## What the task asks
The result should be every line of the listing that contains "EmbeddingProvider".
*** Data shown ***
#[cfg(test)]
mod tests {
    use std::sync::atomic::{AtomicUsize, Ordering};

    use async_trait::async_trait;
    use uuid::Uuid;

    use super::*;
    use crate::plan::StepStatus;
    use crate::tools::{Tool, ToolDescriptor};

    #[derive(Clone, Default)]
    struct Counters {
        calls: Arc<AtomicUsize>,
        active: Arc<AtomicUsize>,
        peak: Arc<AtomicUsize>,
    }

    struct TestTool {
        descriptor: ToolDescriptor,
        delay: Duration,
        fail: bool,
        counters: Counters,
    }

    impl TestTool {
        fn new(name: &str, class: SideEffectClass, delay_ms: u64, fail: bool, counters: &Counters) -> Self {
            Self {
                descriptor: ToolDescriptor::new(name, "test tool", class),
                delay: Duration::from_millis(delay_ms),
                fail,
                counters: counters.clone(),
            }
        }
    }

    #[async_trait]
    impl Tool for TestTool {
        fn descriptor(&self) -> &ToolDescriptor {
            &self.descriptor
        }

        async fn invoke(&self, _args: Value) -> Result<ToolOutput, String> {
            self.counters.calls.fetch_add(1, Ordering::SeqCst);
            let now = self.counters.active.fetch_add(1, Ordering::SeqCst) + 1;
            self.counters.peak.fetch_max(now, Ordering::SeqCst);
            tokio::time::sleep(self.delay).await;
            self.counters.active.fetch_sub(1, Ordering::SeqCst);
            if self.fail {
                Err("boom".to_string())
            } else {
                Ok(ToolOutput::new(serde_json::json!({ "tool": self.descriptor.name })))
            }
        }
    }

    fn executor(tools: Vec<TestTool>, config: ExecutorConfig) -> Executor {
        let mut registry = ToolRegistry::new();
        for tool in tools {
            registry.register(tool).unwrap();
        }
        Executor::new(Arc::new(registry), None, config)
    }

    fn fast_config() -> ExecutorConfig {
        ExecutorConfig {
            retry: RetryPolicy::new(2, Duration::from_millis(1)),
            ..ExecutorConfig::default()
        }
    }

    fn plan(steps: Vec<Step>) -> Plan {
        Plan::new(Uuid::new_v4(), 0, "test", steps).unwrap()
    }

    #[tokio::test]
    async fn test_independent_steps_run_concurrently() {
        let counters = Counters::default();
        let exec = executor(
            vec![
                TestTool::new("slow_a", SideEffectClass::Pure, 100, false, &counters),
                TestTool::new("slow_b", SideEffectClass::Pure, 100, false, &counters),
            ],
            fast_config(),
        );
        let plan = plan(vec![
            Step::tool_call("a", "slow_a", serde_json::json!({})),
            Step::tool_call("b", "slow_b", serde_json::json!({})),
            Step::respond("r").after(["a", "b"]),
        ]);
        let trace = exec.execute(&plan, &ExecutionBudget::unbounded()).await.unwrap();
        assert_eq!(trace.len(), 3);
        assert_eq!(counters.peak.load(Ordering::SeqCst), 2);
        let respond = trace.get("r").unwrap();
        assert_eq!(respond.output["a"]["tool"], "slow_a");
        assert_eq!(respond.output["b"]["tool"], "slow_b");
        assert_eq!(trace.results().last().unwrap().step_id, "r");
    }

    #[tokio::test]
    async fn test_concurrency_bounded_by_semaphore() {
        let counters = Counters::default();
        let exec = executor(
            vec![
                TestTool::new("t1", SideEffectClass::Pure, 30, false, &counters),
                TestTool::new("t2", SideEffectClass::Pure, 30, false, &counters),
                TestTool::new("t3", SideEffectClass::Pure, 30, false, &counters),
            ],
            ExecutorConfig {
                max_concurrent_steps: 1,
                ..fast_config()
            },
        );
        let plan = plan(vec![
            Step::tool_call("a", "t1", serde_json::json!({})),
            Step::tool_call("b", "t2", serde_json::json!({})),
            Step::tool_call("c", "t3", serde_json::json!({})),
        ]);
        let trace = exec.execute(&plan, &ExecutionBudget::unbounded()).await.unwrap();
        assert_eq!(trace.len(), 3);
        assert_eq!(counters.peak.load(Ordering::SeqCst), 1);
    }

    #[tokio::test]
    async fn test_failed_dependency_short_circuits() {
        let counters = Counters::default();
        let exec = executor(
            vec![
                TestTool::new("broken", SideEffectClass::NonIdempotent, 0, true, &counters),
                TestTool::new("after", SideEffectClass::Pure, 0, false, &Counters::default()),
            ],
            fast_config(),
        );
        let plan = plan(vec![
            Step::tool_call("a", "broken", serde_json::json!({})),
            Step::tool_call("b", "after", serde_json::json!({})).after(["a"]),
            Step::respond("r").after(["b"]),
        ]);
        let trace = exec.execute(&plan, &ExecutionBudget::unbounded()).await.unwrap();
        assert_eq!(trace.len(), 3);
        let a = trace.get("a").unwrap();
        assert_eq!(a.status, StepStatus::Failure);
        assert_eq!(a.attempts, 1);
        for id in ["b", "r"] {
            let r = trace.get(id).unwrap();
            assert_eq!(r.status, StepStatus::Failure);
            assert_eq!(r.attempts, 0);
            assert!(r.short_circuited);
        }
        assert_eq!(counters.calls.load(Ordering::SeqCst), 1);
    }

    #[tokio::test]
    async fn test_idempotent_tool_retried() {
        let counters = Counters::default();
        let exec = executor(
            vec![TestTool::new("flaky", SideEffectClass::Idempotent, 0, true, &counters)],
            fast_config(),
        );
        let plan = plan(vec![Step::tool_call("a", "flaky", serde_json::json!({}))]);
        let trace = exec.execute(&plan, &ExecutionBudget::unbounded()).await.unwrap();
        assert_eq!(trace.get("a").unwrap().attempts, 3);
        assert_eq!(counters.calls.load(Ordering::SeqCst), 3);
    }

    #[tokio::test]
    async fn test_step_timeout() {
        let exec = executor(
            vec![TestTool::new("sleepy", SideEffectClass::NonIdempotent, 500, false, &Counters::default())],
            ExecutorConfig {
                step_timeout: Duration::from_millis(20),
                ..fast_config()
            },
        );
        let plan = plan(vec![Step::tool_call("a", "sleepy", serde_json::json!({}))]);
        let trace = exec.execute(&plan, &ExecutionBudget::unbounded()).await.unwrap();
        let a = trace.get("a").unwrap();
        assert_eq!(a.status, StepStatus::Timeout);
        assert_eq!(a.attempts, 1);
    }

    #[tokio::test]
    async fn test_deadline_marks_in_flight_as_timeout() {
        let exec = executor(
            vec![TestTool::new("sleepy", SideEffectClass::Pure, 5_000, false, &Counters::default())],
            fast_config(),
        );
        let plan = plan(vec![
            Step::tool_call("a", "sleepy", serde_json::json!({})),
            Step::respond("r").after(["a"]),
        ]);
        let budget = ExecutionBudget::new(
            Some(tokio::time::Instant::now() + Duration::from_millis(50)),
            CancellationToken::new(),
        );
        let trace = exec.execute(&plan, &budget).await.unwrap();
        assert!(trace.deadline_exceeded());
        assert_eq!(trace.get("a").unwrap().status, StepStatus::Timeout);
        assert!(trace.get("r").is_none());
    }

    #[tokio::test]
    async fn test_cancel_aborts_in_flight() {
        let exec = executor(
            vec![TestTool::new("sleepy", SideEffectClass::Pure, 5_000, false, &Counters::default())],
            fast_config(),
        );
        let plan = plan(vec![Step::tool_call("a", "sleepy", serde_json::json!({}))]);
        let budget = ExecutionBudget::unbounded();
        let token = budget.cancel.clone();
        tokio::spawn(async move {
            tokio::time::sleep(Duration::from_millis(20)).await;
            token.cancel();
        });
        let trace = exec.execute(&plan, &budget).await.unwrap();
        assert_eq!(trace.get("a").unwrap().status, StepStatus::Timeout);
        assert!(!trace.deadline_exceeded());
    }

    #[tokio::test]
    async fn test_unregistered_tool_rejected_before_running() {
        let counters = Counters::default();
        let exec = executor(
            vec![TestTool::new("known", SideEffectClass::Pure, 0, false, &counters)],
            fast_config(),
        );
        let plan = plan(vec![
            Step::tool_call("a", "known", serde_json::json!({})),
            Step::tool_call("b", "send_email", serde_json::json!({})),
        ]);
        let err = exec.execute(&plan, &ExecutionBudget::unbounded()).await.unwrap_err();
        assert_eq!(
            err,
            InvariantViolation::UnregisteredTool {
                step_id: "b".into(),
                tool: "send_email".into()
            }
        );
        assert_eq!(counters.calls.load(Ordering::SeqCst), 0);
    }

    #[tokio::test]
    async fn test_retrieve_without_index_is_empty_success() {
        let exec = executor(vec![], fast_config());
        let plan = plan(vec![Step::retrieve("k", "rust ownership"), Step::respond("r").after(["k"])]);
        let trace = exec.execute(&plan, &ExecutionBudget::unbounded()).await.unwrap();
        let k = trace.get("k").unwrap();
        assert!(k.is_success());
        assert_eq!(k.output["passages"], serde_json::json!([]));
    }

    struct PanickingTool {
        descriptor: ToolDescriptor,
    }

    #[async_trait]
    impl Tool for PanickingTool {
        fn descriptor(&self) -> &ToolDescriptor {
            &self.descriptor
        }

        async fn invoke(&self, _args: Value) -> Result<ToolOutput, String> {
            panic!("index out of range")
        }
    }

    #[tokio::test]
    async fn test_tool_panic_becomes_failure() {
        let mut registry = ToolRegistry::new();
        registry
            .register(PanickingTool {
                descriptor: ToolDescriptor::new("explode", "panics", SideEffectClass::Idempotent),
            })
            .unwrap();
        let exec = Executor::new(Arc::new(registry), None, fast_config());
        let plan = plan(vec![
            Step::tool_call("a", "explode", serde_json::json!({})),
            Step::respond("r").after(["a"]),
        ]);
        let trace = exec.execute(&plan, &ExecutionBudget::unbounded()).await.unwrap();
        let a = trace.get("a").unwrap();
        assert_eq!(a.status, StepStatus::Failure);
        assert_eq!(a.attempts, 1);
        assert!(a.error.as_deref().unwrap().contains("index out of range"));
        assert!(trace.get("r").unwrap().short_circuited);
    }

    #[test]
    fn test_args_preview_truncates() {
        let args = serde_json::json!({ "text": "x".repeat(500) });
        assert!(args_preview(&args).ends_with("..."));
        assert_eq!(args_preview(&serde_json::json!({})), "{}");
    }
}
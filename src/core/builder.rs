//! Brain 构建器：统一的组件初始化逻辑
//!
//! 未指定的组件使用离线默认值：规则引擎规划、模板合成、规则依据校验、哈希嵌入、内存存储。
//! `from_app_config` 按配置选择模型后端、记忆后端（SQLite 会创建所在目录）与内置工具。

use std::sync::Arc;

use thiserror::Error;

use crate::cognition::{
    GroundingCheck, ModelGrounding, Planner, RuleBasedGrounding, Synthesizer, Verifier,
};
use crate::config::AppConfig;
use crate::core::orchestrator::{Brain, BrainConfig};
use crate::knowledge::{ChunkingConfig, KnowledgeRetriever, RetrieverConfig};
use crate::llm::{
    EmbeddingProvider, HashEmbedder, LlmClient, OpenAiClient, OpenAiEmbedder, RuleBasedLlmClient,
};
use crate::memory::{InMemoryStore, MemoryError, MemoryStore, SqliteStore};
use crate::tools::{
    CalculatorTool, EchoTool, FetchPageTool, OpenApplicationTool, OpenWebsiteTool, RegistryError,
    Tool, ToolRegistry, WeatherTool,
};

#[derive(Error, Debug)]
pub enum BuildError {
    #[error(transparent)]
    Registry(#[from] RegistryError),

    #[error(transparent)]
    Memory(#[from] MemoryError),
}

#[derive(Default)]
pub struct BrainBuilder {
    config: BrainConfig,
    llm: Option<Arc<dyn LlmClient>>,
    synthesis_llm: Option<Arc<dyn LlmClient>>,
    grounding: Option<Arc<dyn GroundingCheck>>,
    embedder: Option<Arc<dyn EmbeddingProvider>>,
    memory: Option<Arc<dyn MemoryStore>>,
    retriever_config: RetrieverConfig,
    tools: Vec<Arc<dyn Tool>>,
}

impl BrainBuilder {
    pub fn new() -> Self {
        Self::default()
    }

    pub fn config(mut self, config: BrainConfig) -> Self {
        self.config = config;
        self
    }

    /// 规划用模型
    pub fn llm(mut self, llm: Arc<dyn LlmClient>) -> Self {
        self.llm = Some(llm);
        self
    }

    /// 回复合成用模型（不设置则使用模板）
    pub fn synthesis_model(mut self, llm: Arc<dyn LlmClient>) -> Self {
        self.synthesis_llm = Some(llm);
        self
    }

    pub fn grounding(mut self, grounding: Arc<dyn GroundingCheck>) -> Self {
        self.grounding = Some(grounding);
        self
    }

    pub fn embedder(mut self, embedder: Arc<dyn EmbeddingProvider>) -> Self {
        self.embedder = Some(embedder);
        self
    }

    pub fn memory(mut self, memory: Arc<dyn MemoryStore>) -> Self {
        self.memory = Some(memory);
        self
    }

    pub fn retriever_config(mut self, config: RetrieverConfig) -> Self {
        self.retriever_config = config;
        self
    }

    pub fn tool(self, tool: impl Tool + 'static) -> Self {
        self.tool_arc(Arc::new(tool))
    }

    pub fn tool_arc(mut self, tool: Arc<dyn Tool>) -> Self {
        self.tools.push(tool);
        self
    }

    /// 按应用配置选择后端并注册内置工具
    pub fn from_app_config(cfg: &AppConfig) -> Result<Self, BuildError> {
        let mut builder = Self::new().config(cfg.brain_config());

        let provider = cfg.llm.provider.to_lowercase();
        let api_key = cfg.llm.api_key();
        let model: Option<Arc<dyn LlmClient>> = match (provider.as_str(), api_key) {
            ("rules", _) => None,
            (_, Some(key)) => {
                tracing::info!(model = %cfg.llm.model, "Using OpenAI-compatible LLM");
                Some(Arc::new(OpenAiClient::new(
                    cfg.llm.base_url.as_deref(),
                    &cfg.llm.model,
                    &key,
                    cfg.llm.temperature,
                )))
            }
            ("openai", None) => {
                tracing::warn!(env = %cfg.llm.api_key_env, "No API key set, using rule-based planner");
                None
            }
            _ => None,
        };

        match &model {
            Some(llm) => {
                builder = builder.llm(llm.clone()).synthesis_model(llm.clone());
                if cfg.verifier.backend.eq_ignore_ascii_case("model") {
                    builder = builder.grounding(Arc::new(ModelGrounding::new(
                        llm.clone(),
                        cfg.verifier.model_threshold,
                        RuleBasedGrounding::new(cfg.verifier.min_coverage),
                    )));
                }
            }
            None => tracing::info!("Using rule-based planner (offline)"),
        }
        if builder.grounding.is_none() {
            builder = builder.grounding(Arc::new(RuleBasedGrounding::new(cfg.verifier.min_coverage)));
        }

        let embedder: Arc<dyn EmbeddingProvider> = match (&cfg.llm.embedding_model, cfg.llm.api_key()) {
            (Some(embedding_model), Some(key)) if model.is_some() => Arc::new(OpenAiEmbedder::new(
                cfg.llm.base_url.as_deref(),
                embedding_model,
                &key,
            )),
            _ => Arc::new(HashEmbedder::new(cfg.retrieval.embedding_dims)),
        };
        builder = builder.embedder(embedder);

        let memory: Arc<dyn MemoryStore> = if cfg.memory.backend.eq_ignore_ascii_case("sqlite") {
            let path = &cfg.memory.sqlite_path;
            tracing::info!(path = %path.display(), "Using SQLite memory");
            Arc::new(SqliteStore::open(path)?)
        } else {
            Arc::new(InMemoryStore::new())
        };
        builder = builder.memory(memory);

        builder = builder.retriever_config(RetrieverConfig {
            min_relevance: cfg.retrieval.min_relevance,
            vector_weight: cfg.retrieval.vector_weight,
            chunking: ChunkingConfig {
                chunk_size: cfg.retrieval.chunk_size,
                chunk_overlap: cfg.retrieval.chunk_overlap,
                ..ChunkingConfig::default()
            },
            ..RetrieverConfig::default()
        });

        let tools = &cfg.tools;
        Ok(builder
            .tool(CalculatorTool::new())
            .tool(EchoTool::new())
            .tool(WeatherTool::new(
                tools.weather.base_url.clone(),
                tools.weather.default_location.clone(),
                tools.weather.timeout_secs,
            ))
            .tool(FetchPageTool::new(
                tools.fetch.allowed_domains.clone(),
                tools.fetch.timeout_secs,
                tools.fetch.max_result_chars,
            ))
            .tool(OpenWebsiteTool::new(tools.open_website.enabled))
            .tool(OpenApplicationTool::new(
                tools.open_application.apps.clone(),
                tools.open_application.enabled,
            )))
    }

    pub fn build(self) -> Result<Brain, BuildError> {
        let mut registry = ToolRegistry::new();
        for tool in self.tools {
            registry.register_arc(tool)?;
        }
        let registry = Arc::new(registry);

        let llm = self
            .llm
            .unwrap_or_else(|| Arc::new(RuleBasedLlmClient::new()));
        let memory = self.memory.unwrap_or_else(|| Arc::new(InMemoryStore::new()));
        let embedder = self
            .embedder
            .unwrap_or_else(|| Arc::new(HashEmbedder::default()));
        let grounding = self
            .grounding
            .unwrap_or_else(|| Arc::new(RuleBasedGrounding::default()));
        let synthesizer = match self.synthesis_llm {
            Some(llm) => Synthesizer::with_model(llm),
            None => Synthesizer::template(),
        };

        let retriever = Arc::new(KnowledgeRetriever::new(
            memory.clone(),
            embedder,
            self.retriever_config,
        ));
        let planner = Planner::new(llm, registry.clone());
        let verifier = Verifier::new(registry.clone(), grounding);

        tracing::info!(
            tools = ?registry.tool_names(),
            max_replans = self.config.max_replans,
            "brain ready"
        );
        Ok(Brain::new(
            self.config,
            registry,
            memory,
            retriever,
            planner,
            verifier,
            synthesizer,
        ))
    }
}

#[cfg(test)]
mod tests {
    use super::*;

    #[test]
    fn test_duplicate_tool_fails_build() {
        let result = BrainBuilder::new()
            .tool(EchoTool::new())
            .tool(EchoTool::new())
            .build();
        assert!(matches!(result, Err(BuildError::Registry(RegistryError::DuplicateTool(_)))));
    }

    #[test]
    fn test_from_app_config_registers_builtin_tools() {
        let mut cfg = AppConfig::default();
        cfg.llm.provider = "rules".to_string();
        let brain = BrainBuilder::from_app_config(&cfg).unwrap().build().unwrap();
        let names = brain.registry().tool_names();
        for name in ["calculator", "echo", "fetch_page", "open_application", "open_website", "weather"] {
            assert!(names.contains(&name.to_string()), "missing {name}");
        }
    }

    #[test]
    fn test_sqlite_backend_creates_parent_dir() {
        let dir = tempfile::tempdir().unwrap();
        let mut cfg = AppConfig::default();
        cfg.llm.provider = "rules".to_string();
        cfg.memory.backend = "sqlite".to_string();
        cfg.memory.sqlite_path = dir.path().join("nested/jarvis.db");
        BrainBuilder::from_app_config(&cfg).unwrap().build().unwrap();
        assert!(dir.path().join("nested/jarvis.db").exists());
    }
}
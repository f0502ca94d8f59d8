//! 脚本化 LLM 客户端（测试用，无需 API）
//!
//! 按顺序返回预置回复，并记录每次收到的消息，便于断言 prompt 内容与调用次数。
//! token 用量按空白分词计数。

use std::collections::VecDeque;
use std::sync::Mutex;

use async_trait::async_trait;

use crate::llm::{LlmClient, LlmError, TokenUsage};
use crate::memory::Message;

#[derive(Debug, Default)]
pub struct ScriptedLlmClient {
    responses: Mutex<VecDeque<Result<String, LlmError>>>,
    calls: Mutex<Vec<Vec<Message>>>,
    usage: TokenUsage,
}

impl ScriptedLlmClient {
    pub fn new<I, S>(responses: I) -> Self
    where
        I: IntoIterator<Item = S>,
        S: Into<String>,
    {
        Self {
            responses: Mutex::new(responses.into_iter().map(|s| Ok(s.into())).collect()),
            calls: Mutex::new(Vec::new()),
            usage: TokenUsage::default(),
        }
    }

    /// 追加一次失败的调用
    pub fn push_error(&self, error: LlmError) {
        if let Ok(mut queue) = self.responses.lock() {
            queue.push_back(Err(error));
        }
    }

    pub fn push(&self, response: impl Into<String>) {
        if let Ok(mut queue) = self.responses.lock() {
            queue.push_back(Ok(response.into()));
        }
    }

    pub fn call_count(&self) -> usize {
        self.calls.lock().map(|c| c.len()).unwrap_or(0)
    }

    pub fn calls(&self) -> Vec<Vec<Message>> {
        self.calls.lock().map(|c| c.clone()).unwrap_or_default()
    }
}

#[async_trait]
impl LlmClient for ScriptedLlmClient {
    async fn complete(&self, messages: &[Message]) -> Result<String, LlmError> {
        if let Ok(mut calls) = self.calls.lock() {
            calls.push(messages.to_vec());
        }
        let response = self
            .responses
            .lock()
            .map_err(|_| LlmError::Request("scripted client lock poisoned".to_string()))?
            .pop_front()
            .unwrap_or(Err(LlmError::Exhausted))?;
        let prompt = messages
            .iter()
            .map(|m| m.content.split_whitespace().count() as u64)
            .sum();
        self.usage.add(prompt, response.split_whitespace().count() as u64);
        Ok(response)
    }

    fn token_usage(&self) -> (u64, u64, u64) {
        self.usage.get()
    }
}

#[cfg(test)]
mod tests {
    use super::*;

    #[tokio::test]
    async fn test_scripted_responses_in_order() {
        let client = ScriptedLlmClient::new(["one", "two"]);
        client.push_error(LlmError::EmptyResponse);
        let msgs = [Message::user("hi")];
        assert_eq!(client.complete(&msgs).await.unwrap(), "one");
        assert_eq!(client.complete(&msgs).await.unwrap(), "two");
        assert_eq!(client.complete(&msgs).await, Err(LlmError::EmptyResponse));
        assert_eq!(client.complete(&msgs).await, Err(LlmError::Exhausted));
        assert_eq!(client.call_count(), 4);
        // 只有成功的调用计入用量
        assert_eq!(client.token_usage(), (2, 2, 4));
    }
}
*** End of Data shown ***
## Task output
    EmbeddingProvider, HashEmbedder, LlmClient, OpenAiClient, OpenAiEmbedder, RuleBasedLlmClient,
    embedder: Option<Arc<dyn EmbeddingProvider>>,
    pub fn embedder(mut self, embedder: Arc<dyn EmbeddingProvider>) -> Self {
        let embedder: Arc<dyn EmbeddingProvider> = match (&cfg.llm.embedding_model, cfg.llm.api_key()) {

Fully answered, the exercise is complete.